The house at 84 Martí Street in Santa Clara, Cuba, has been home to five generations of the Machado family.
The following interactions seem strange to me. We fall easily into a familial atmosphere: welcoming, inviting, loving, accepting, and comfortable—as if we have known each other our entire lives. In reality, we are almost complete strangers, but strangers bound by something infinitely more profound than the politics, cultures, and countries that had separated us. Although I need to continually be reminded of names, the smiles and laughter of familiarity fill the small house to its capacity, straightening the old, wooden columns and raising the sagging roof for the first time in a long time. It is as if the walls and the rooms and my aunts and cousins and father and grandfather can all breathe a huge sigh of relief, 60 years in the making. “Home at last” sounds quietly on the breeze, lazily meandering its way through the halls.
My grandfather walks slowly through the home, here and there relating a story of things that he remembers from his childhood. The tile floors are the same; the room he used to sleep in seems so much smaller; the mango tree still curls its gnarled, prolific arms towards the courtyard’s square window of sky. It is a living artifact and yet a home still, being occupied by a family—our family—just as it was when my grandfather was a child.

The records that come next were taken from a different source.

//! # donkey-rl-core
//!
//! Core types for driving the Donkey simulator as an RL environment.
//!
//! This crate provides the foundational types shared by the bridge and the
//! environment:
//! - Session configuration and the level registry
//! - Actions and action bounds
//! - Decoded telemetry frames and the info mapping
//! - Reward / episode-termination policy
//! - Error taxonomy

pub mod action;
pub mod config;
pub mod error;
pub mod levels;
pub mod observation;
pub mod reward;
pub mod telemetry;

pub use action::{Action, ActionBounds, ActionSpace};
pub use config::{
    CameraConfig, CarConfig, ImageEncoding, LidarConfig, RacerInfo, Resolution, SessionConfig,
};
pub use error::{DonkeyError, Result};
pub use observation::{Observation, ObservationSpace, StepResult};
pub use reward::{DefaultPolicy, EpisodePolicy, FnPolicy};
pub use telemetry::{Image, Info, TelemetryFrame};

I spend the night sleeping in the room that my grandfather once shared with my uncle Hilberto. I sleep in one bed while my aunt Marucha and cousin Yanet doze in the other. My cousin Yandy sleeps by the door. Someone snores all night, but I don’t know who. I dream about the past that surrounds me. —Mario Machado

This is the Machado family tomb in the Santa Clara cemetery. Five generations of my relatives are buried in this communal plot, as is common in Cuba.